Core Philosophy: Rapid review of foundations, then jump straight to ML applications. Balance theory and practice. Emphasis on "when to use what."
Week 1-2: Rapid Foundation Review
You need to reactivate dormant knowledge quickly.
🎥 3Blue1Brown: Essence of Linear Algebra (Full Series)
Watch all 16 videos: Complete Playlist
Why start here: Even though you've seen this before, the geometric intuition will be new and will drastically improve your understanding.
Binge-watch strategy:
- Videos 1-8: Foundational (pause and code examples)
- Videos 9-12: More advanced (focus on eigenvectors, dot products)
- Videos 13-16: Abstract concepts (watch for intuition, don't stress details)
Active watching:
- Pause after each major concept
- Implement in NumPy immediately
- Create your own examples
Key concepts to cement:
- Linear transformations as matrices
- Matrix multiplication as composition
- Determinant as scaling factor
- Eigenvectors as stable directions
- Dot products as projections
🎓 Strang 18.06: Rapid Core Sequence (Lectures 1-10, 14-16)

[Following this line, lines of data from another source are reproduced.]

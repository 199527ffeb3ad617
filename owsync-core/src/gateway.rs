//! The persistence gateway.
//!
//! [`WalletStore`] is the only surface through which the sync pipeline
//! touches durable storage: idempotent find-or-create for wallets, holding
//! replacement, and activity upserts. The relational schema behind it is an
//! external collaborator; this module only fixes the contract.

use crate::entities::WalletOwner;
use crate::entities::token_holding::{
    DeleteWalletHoldings, GetHoldingsForWallet, InsertTokenHoldings, TokenHoldingInsert,
    TokenHoldingRecord,
};
use crate::entities::wallet::{
    FindWalletByIdentity, GetWalletsForOwner, InsertWalletIfAbsent, UpdateWalletBalance,
    WalletInsert, WalletRecord,
};
use crate::entities::wallet_activity::UpsertWalletActivity;
use crate::framework::DatabaseProcessor;
use async_trait::async_trait;
use kanau::processor::Processor;
use rust_decimal::Decimal;
use thiserror::Error;
use uuid::Uuid;

/// Errors from the persistence collaborator.
///
/// Unlike RPC failures these are batch-fatal: if the store is unreachable
/// there is no point syncing the remaining wallets.
#[derive(Debug, Error)]
pub enum StoreError {
    /// Database error
    #[error("database error: {0}")]
    Database(#[from] sqlx::Error),
}

/// Result of an idempotent wallet create.
#[derive(Debug, Clone)]
pub struct WalletUpsert {
    pub wallet: WalletRecord,
    /// Whether this call created the row (`false` = an equal identity
    /// triple already existed and was returned instead).
    pub created: bool,
}

/// Durable storage operations used by the sync pipeline.
#[async_trait]
pub trait WalletStore: Send + Sync {
    /// Look up a wallet by its (address, provider, chain-key) identity.
    async fn find_wallet(
        &self,
        address: &str,
        provider: &str,
        blockchain: &str,
    ) -> Result<Option<WalletRecord>, StoreError>;

    /// Create a wallet, or return the existing row for its identity triple.
    ///
    /// A unique-constraint race between two concurrent creators resolves to
    /// exactly one durable row; the conflict never surfaces to callers.
    async fn create_wallet(&self, wallet: WalletInsert) -> Result<WalletUpsert, StoreError>;

    /// Refresh the stored native balance.
    async fn update_wallet_balance(
        &self,
        wallet_id: Uuid,
        balance: Decimal,
    ) -> Result<(), StoreError>;

    /// Replace the wallet's holding set.
    async fn replace_holdings(
        &self,
        wallet_id: Uuid,
        holdings: Vec<TokenHoldingInsert>,
    ) -> Result<(), StoreError>;

    /// The wallet's current holding set.
    async fn holdings_for_wallet(
        &self,
        wallet_id: Uuid,
    ) -> Result<Vec<TokenHoldingRecord>, StoreError>;

    /// Upsert the (user, wallet) last-used timestamp to now.
    async fn upsert_activity(&self, user_id: Uuid, wallet_id: Uuid) -> Result<(), StoreError>;

    /// All wallets attached to a user or company.
    async fn wallets_for_owner(&self, owner: WalletOwner) -> Result<Vec<WalletRecord>, StoreError>;
}

#[async_trait]
impl WalletStore for DatabaseProcessor {
    async fn find_wallet(
        &self,
        address: &str,
        provider: &str,
        blockchain: &str,
    ) -> Result<Option<WalletRecord>, StoreError> {
        let wallet = self
            .process(FindWalletByIdentity {
                address: address.to_string(),
                provider: provider.into(),
                blockchain: blockchain.into(),
            })
            .await?;
        Ok(wallet)
    }

    async fn create_wallet(&self, wallet: WalletInsert) -> Result<WalletUpsert, StoreError> {
        let identity = FindWalletByIdentity {
            address: wallet.address.clone(),
            provider: wallet.provider.clone(),
            blockchain: wallet.blockchain.clone(),
        };

        if let Some(created) = self.process(InsertWalletIfAbsent { wallet }).await? {
            return Ok(WalletUpsert {
                wallet: created,
                created: true,
            });
        }

        // Lost the insert race; the winner's row must exist now.
        let existing = self.process(identity).await?;
        existing
            .map(|wallet| WalletUpsert {
                wallet,
                created: false,
            })
            .ok_or(StoreError::Database(sqlx::Error::RowNotFound))
    }

    async fn update_wallet_balance(
        &self,
        wallet_id: Uuid,
        balance: Decimal,
    ) -> Result<(), StoreError> {
        self.process(UpdateWalletBalance { wallet_id, balance }).await?;
        Ok(())
    }

    async fn replace_holdings(
        &self,
        wallet_id: Uuid,
        holdings: Vec<TokenHoldingInsert>,
    ) -> Result<(), StoreError> {
        self.process(DeleteWalletHoldings { wallet_id }).await?;
        self.process(InsertTokenHoldings { holdings }).await?;
        Ok(())
    }

    async fn holdings_for_wallet(
        &self,
        wallet_id: Uuid,
    ) -> Result<Vec<TokenHoldingRecord>, StoreError> {
        let holdings = self.process(GetHoldingsForWallet { wallet_id }).await?;
        Ok(holdings)
    }

    async fn upsert_activity(&self, user_id: Uuid, wallet_id: Uuid) -> Result<(), StoreError> {
        self.process(UpsertWalletActivity { user_id, wallet_id }).await?;
        Ok(())
    }

    async fn wallets_for_owner(&self, owner: WalletOwner) -> Result<Vec<WalletRecord>, StoreError> {
        let wallets = self.process(GetWalletsForOwner { owner }).await?;
        Ok(wallets)
    }
}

You're watching for refresh and depth, not learning from scratch.
Week 1 Focus: Systems and Spaces
Lecture 1: The Geometry of Linear Equations
- Three views of Ax=b: You saw this in college, now it'll actually make sense
- Code along: Solve 3x3 system both geometrically and algebraically
Lecture 2: Elimination with Matrices
- Gaussian elimination: The algorithm you learned but probably forgot
- Implement: Basic elimination with NumPy
Lecture 3: Multiplication and Inverse Matrices
- Five ways to multiply: Focus on column and row pictures
- When does inverse exist? Connect to data science (singular matrices = collinear features)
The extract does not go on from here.